───── SUPPLIED RECORDS ─────

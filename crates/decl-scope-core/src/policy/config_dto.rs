//! TOML (de)serialization types (DTO layer).
//!
//! These types exist solely for serde. They are converted to the validated
//! [`Policy`](super::Policy) via the loader. Every key is optional and falls
//! back to the built-in table, so an empty document is the built-in policy.

use serde::{Deserialize, Serialize};

use super::defaults;

/// Raw TOML representation of a policy table.
#[derive(Debug, Clone, PartialEq, Eq, Serialize, Deserialize)]
pub struct PolicyDto {
    /// Directory fragments whose contents are never checked.
    #[serde(default = "defaults::banned_directories")]
    pub banned_directories: Vec<String>,

    /// Simple type names that are never checked.
    #[serde(default = "defaults::ignored_types")]
    pub ignored_types: Vec<String>,

    /// Qualified base-class names that exempt subclasses.
    #[serde(default = "defaults::ignored_bases")]
    pub ignored_bases: Vec<String>,

    /// Class-name suffix of mock helpers. Empty disables the check.
    #[serde(default = "defaults::mock_suffix")]
    pub mock_suffix: String,

    /// File-name suffixes treated as implementation files.
    #[serde(default = "defaults::implementation_extensions")]
    pub implementation_extensions: Vec<String>,

    /// Relaxed modules.
    #[serde(rename = "special-subset", default = "special_subsets")]
    pub special_subsets: Vec<SpecialSubsetDto>,
}

impl Default for PolicyDto {
    fn default() -> Self {
        Self {
            banned_directories: defaults::banned_directories(),
            ignored_types: defaults::ignored_types(),
            ignored_bases: defaults::ignored_bases(),
            mock_suffix: defaults::mock_suffix(),
            implementation_extensions: defaults::implementation_extensions(),
            special_subsets: special_subsets(),
        }
    }
}

/// TOML representation of a relaxed module.
#[derive(Debug, Clone, PartialEq, Eq, Serialize, Deserialize)]
pub struct SpecialSubsetDto {
    /// Module directory fragment.
    pub directory: String,
    /// Subtrees that keep full strictness.
    #[serde(default)]
    pub exempt: Vec<String>,
}

fn special_subsets() -> Vec<SpecialSubsetDto> {
    defaults::SPECIAL_SUBSETS
        .iter()
        .map(|(directory, exempt)| SpecialSubsetDto {
            directory: (*directory).to_string(),
            exempt: exempt.iter().map(|s| (*s).to_string()).collect(),
        })
        .collect()
}

#[cfg(test)]
mod tests {
    use super::*;

    #[test]
    fn empty_document_is_builtin() {
        let dto: PolicyDto = toml::from_str("").unwrap();
        assert_eq!(dto, PolicyDto::default());
        assert_eq!(dto.special_subsets.len(), 2);
        assert_eq!(dto.mock_suffix, "Matcher");
    }

    #[test]
    fn explicit_keys_replace_defaults() {
        let dto: PolicyDto = toml::from_str(
            r#"
banned_directories = ["/vendor/"]
ignored_types = []
mock_suffix = ""

[[special-subset]]
directory = "/legacy/"
exempt = ["/legacy/core/"]
"#,
        )
        .unwrap();

        assert_eq!(dto.banned_directories, vec!["/vendor/"]);
        assert!(dto.ignored_types.is_empty());
        assert_eq!(dto.ignored_bases, vec!["IPC::NoParams"]);
        assert!(dto.mock_suffix.is_empty());
        assert_eq!(dto.special_subsets.len(), 1);
        assert_eq!(dto.special_subsets[0].exempt, vec!["/legacy/core/"]);
    }

    #[test]
    fn exempt_defaults_to_empty() {
        let dto: PolicyDto = toml::from_str(
            r#"
[[special-subset]]
directory = "/legacy/"
"#,
        )
        .unwrap();
        assert!(dto.special_subsets[0].exempt.is_empty());
    }
}
//! Background Tasks Module
//!
//! Contains background tasks that run alongside the HTTP server.
//!
//! # Tasks
//! - Document watch: invalidates the stats snapshot when the data file changes

mod watcher;

pub use watcher::spawn_watch_task;
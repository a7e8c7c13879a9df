//! Request DTOs for the catalog API
//!
//! Bodies arrive as raw JSON and are checked here before any mutation is
//! attempted, so every violated field is reported at once instead of
//! failing on the first bad one.

use serde::Deserialize;
use serde_json::{Map, Value};

use crate::error::{CatalogError, FieldViolation, Result};

const REQUIRED: &str = "is required";
const NON_EMPTY_STRING: &str = "must be a non-empty string";
const STRING: &str = "must be a string";
const PRICE: &str = "must be a non-negative number";
const INTEGER: &str = "must be an integer";

/// Body of POST /api/items
#[derive(Debug, Clone, PartialEq)]
pub struct ItemDraft {
    pub name: String,
    pub category: String,
    pub price: f64,
    pub description: Option<String>,
}

impl ItemDraft {
    /// Builds a draft from a raw JSON body.
    ///
    /// An `id` in the body is ignored; the store assigns one.
    pub fn from_value(body: &Value) -> Result<Self> {
        let obj = as_object(body)?;
        let mut violations = Vec::new();

        let name = required(obj, "name", &mut violations, non_empty_string);
        let category = required(obj, "category", &mut violations, non_empty_string);
        let price = required(obj, "price", &mut violations, non_negative_number);
        let description = match obj.get("description") {
            None | Some(Value::Null) => None,
            Some(v) => string("description", v, &mut violations),
        };

        match (name, category, price) {
            (Some(name), Some(category), Some(price)) if violations.is_empty() => Ok(Self {
                name,
                category,
                price,
                description,
            }),
            _ => Err(CatalogError::Validation(violations)),
        }
    }

    /// Re-checks the value rules on an already typed draft.
    pub fn validate(&self) -> Result<()> {
        let mut violations = Vec::new();
        if self.name.trim().is_empty() {
            violations.push(FieldViolation::new("name", NON_EMPTY_STRING));
        }
        if self.category.trim().is_empty() {
            violations.push(FieldViolation::new("category", NON_EMPTY_STRING));
        }
        if !valid_price(self.price) {
            violations.push(FieldViolation::new("price", PRICE));
        }
        if violations.is_empty() {
            Ok(())
        } else {
            Err(CatalogError::Validation(violations))
        }
    }
}

/// Body of PUT/PATCH /api/items/:id. Absent fields are left untouched.
#[derive(Debug, Clone, Default, PartialEq)]
pub struct ItemPatch {
    pub id: Option<i64>,
    pub name: Option<String>,
    pub category: Option<String>,
    pub price: Option<f64>,
    /// `Some(None)` clears the description.
    pub description: Option<Option<String>>,
}

impl ItemPatch {
    /// Builds a patch from a raw JSON body. Unknown fields are ignored.
    pub fn from_value(body: &Value) -> Result<Self> {
        let obj = as_object(body)?;
        let mut violations = Vec::new();

        let id = match obj.get("id") {
            None | Some(Value::Null) => None,
            Some(v) => match v.as_i64() {
                Some(id) => Some(id),
                None => {
                    violations.push(FieldViolation::new("id", INTEGER));
                    None
                }
            },
        };
        let name = obj
            .get("name")
            .and_then(|v| non_empty_string("name", v, &mut violations));
        let category = obj
            .get("category")
            .and_then(|v| non_empty_string("category", v, &mut violations));
        let price = obj
            .get("price")
            .and_then(|v| non_negative_number("price", v, &mut violations));
        let description = match obj.get("description") {
            None => None,
            Some(Value::Null) => Some(None),
            Some(v) => string("description", v, &mut violations).map(Some),
        };

        if violations.is_empty() {
            Ok(Self {
                id,
                name,
                category,
                price,
                description,
            })
        } else {
            Err(CatalogError::Validation(violations))
        }
    }

    /// Convenience constructor for a category-only change.
    pub fn category(category: impl Into<String>) -> Self {
        Self {
            category: Some(category.into()),
            ..Self::default()
        }
    }
}

/// Query string of GET /api/items
///
/// `page` and `limit` stay strings so malformed values surface as
/// `InvalidQuery` rather than an extractor rejection.
#[derive(Debug, Clone, Default, Deserialize)]
pub struct ListQuery {
    #[serde(default)]
    pub q: Option<String>,
    #[serde(default)]
    pub page: Option<String>,
    #[serde(default)]
    pub limit: Option<String>,
}

impl ListQuery {
    /// Resolves `(page, limit)` against the configured defaults.
    pub fn page_and_limit(&self, default_limit: usize, max_limit: usize) -> Result<(usize, usize)> {
        let page = parse_positive("page", self.page.as_deref())?.unwrap_or(1);
        let limit = parse_positive("limit", self.limit.as_deref())?
            .unwrap_or(default_limit)
            .min(max_limit);
        Ok((page, limit))
    }

    /// Search term as sent; an empty `q` is treated as absent.
    pub fn term(&self) -> Option<&str> {
        self.q.as_deref().filter(|q| !q.is_empty())
    }
}

fn parse_positive(name: &str, raw: Option<&str>) -> Result<Option<usize>> {
    match raw.map(str::trim).filter(|v| !v.is_empty()) {
        None => Ok(None),
        Some(v) => match v.parse::<usize>() {
            Ok(n) if n >= 1 => Ok(Some(n)),
            _ => Err(CatalogError::InvalidQuery(format!(
                "{} must be a positive integer, got '{}'",
                name, v
            ))),
        },
    }
}

// == Field Checks ==

fn as_object(body: &Value) -> Result<&Map<String, Value>> {
    body.as_object().ok_or_else(|| {
        CatalogError::Validation(vec![FieldViolation::new("body", "must be a JSON object")])
    })
}

fn required<T>(
    obj: &Map<String, Value>,
    field: &str,
    violations: &mut Vec<FieldViolation>,
    check: fn(&str, &Value, &mut Vec<FieldViolation>) -> Option<T>,
) -> Option<T> {
    match obj.get(field) {
        None | Some(Value::Null) => {
            violations.push(FieldViolation::new(field, REQUIRED));
            None
        }
        Some(v) => check(field, v, violations),
    }
}

fn string(field: &str, value: &Value, violations: &mut Vec<FieldViolation>) -> Option<String> {
    match value {
        Value::String(s) => Some(s.clone()),
        _ => {
            violations.push(FieldViolation::new(field, STRING));
            None
        }
    }
}

fn non_empty_string(
    field: &str,
    value: &Value,
    violations: &mut Vec<FieldViolation>,
) -> Option<String> {
    match value {
        Value::String(s) if !s.trim().is_empty() => Some(s.clone()),
        _ => {
            violations.push(FieldViolation::new(field, NON_EMPTY_STRING));
            None
        }
    }
}

fn non_negative_number(
    field: &str,
    value: &Value,
    violations: &mut Vec<FieldViolation>,
) -> Option<f64> {
    match value.as_f64() {
        Some(p) if valid_price(p) => Some(p),
        _ => {
            violations.push(FieldViolation::new(field, PRICE));
            None
        }
    }
}

fn valid_price(price: f64) -> bool {
    price.is_finite() && price >= 0.0
}

#[cfg(test)]
mod tests {
    use super::*;
    use serde_json::json;

    fn violated_fields(err: CatalogError) -> Vec<String> {
        match err {
            CatalogError::Validation(v) => v.into_iter().map(|f| f.field).collect(),
            other => panic!("expected validation error, got {:?}", other),
        }
    }

    #[test]
    fn test_draft_from_valid_body() {
        let draft = ItemDraft::from_value(&json!({
            "name": "Desk",
            "category": "Furniture",
            "price": 150,
            "description": "Oak"
        }))
        .unwrap();
        assert_eq!(draft.name, "Desk");
        assert_eq!(draft.category, "Furniture");
        assert_eq!(draft.price, 150.0);
        assert_eq!(draft.description.as_deref(), Some("Oak"));
    }

    #[test]
    fn test_draft_ignores_client_id() {
        let draft = ItemDraft::from_value(&json!({
            "id": 42, "name": "Desk", "category": "Furniture", "price": 1
        }))
        .unwrap();
        assert_eq!(draft.name, "Desk");
    }

    #[test]
    fn test_draft_reports_every_violation() {
        let err = ItemDraft::from_value(&json!({
            "category": "",
            "price": "cheap",
            "description": 5
        }))
        .unwrap_err();
        assert_eq!(
            violated_fields(err),
            vec!["name", "category", "price", "description"]
        );
    }

    #[test]
    fn test_draft_rejects_negative_price() {
        let err = ItemDraft::from_value(&json!({
            "name": "Desk", "category": "Furniture", "price": -1
        }))
        .unwrap_err();
        assert_eq!(violated_fields(err), vec!["price"]);
    }

    #[test]
    fn test_draft_rejects_non_object() {
        let err = ItemDraft::from_value(&json!([1, 2])).unwrap_err();
        assert_eq!(violated_fields(err), vec!["body"]);
    }

    #[test]
    fn test_draft_validate() {
        let draft = ItemDraft {
            name: " ".to_string(),
            category: "Furniture".to_string(),
            price: f64::NAN,
            description: None,
        };
        assert_eq!(violated_fields(draft.validate().unwrap_err()), vec!["name", "price"]);
    }

    #[test]
    fn test_patch_partial() {
        let patch = ItemPatch::from_value(&json!({ "category": "X" })).unwrap();
        assert_eq!(patch, ItemPatch::category("X"));
    }

    #[test]
    fn test_patch_null_description_clears() {
        let patch = ItemPatch::from_value(&json!({ "description": null })).unwrap();
        assert_eq!(patch.description, Some(None));
    }

    #[test]
    fn test_patch_bad_types() {
        let err = ItemPatch::from_value(&json!({
            "id": "seven", "name": 3, "price": -2
        }))
        .unwrap_err();
        assert_eq!(violated_fields(err), vec!["id", "name", "price"]);
    }

    #[test]
    fn test_list_query_defaults() {
        let query = ListQuery::default();
        assert_eq!(query.page_and_limit(10, 100).unwrap(), (1, 10));
        assert!(query.term().is_none());
    }

    #[test]
    fn test_list_query_caps_limit() {
        let query = ListQuery {
            limit: Some("500".to_string()),
            ..ListQuery::default()
        };
        assert_eq!(query.page_and_limit(10, 100).unwrap(), (1, 100));
    }

    #[test]
    fn test_list_query_rejects_bad_page() {
        for bad in ["0", "-1", "abc"] {
            let query = ListQuery {
                page: Some(bad.to_string()),
                ..ListQuery::default()
            };
            assert!(matches!(
                query.page_and_limit(10, 100),
                Err(CatalogError::InvalidQuery(_))
            ));
        }
    }

    #[test]
    fn test_list_query_term_is_not_trimmed() {
        let query = ListQuery {
            q: Some(" desk ".to_string()),
            ..ListQuery::default()
        };
        assert_eq!(query.term(), Some(" desk "));

        let empty = ListQuery {
            q: Some(String::new()),
            ..ListQuery::default()
        };
        assert!(empty.term().is_none());
    }
}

─────

EXERCISE AIM:
Search the records for the string "items" and report each line that has it.

SOLUTION TO THIS EXERCISE:
/// Body of POST /api/items
/// Body of PUT/PATCH /api/items/:id. Absent fields are left untouched.
/// Query string of GET /api/items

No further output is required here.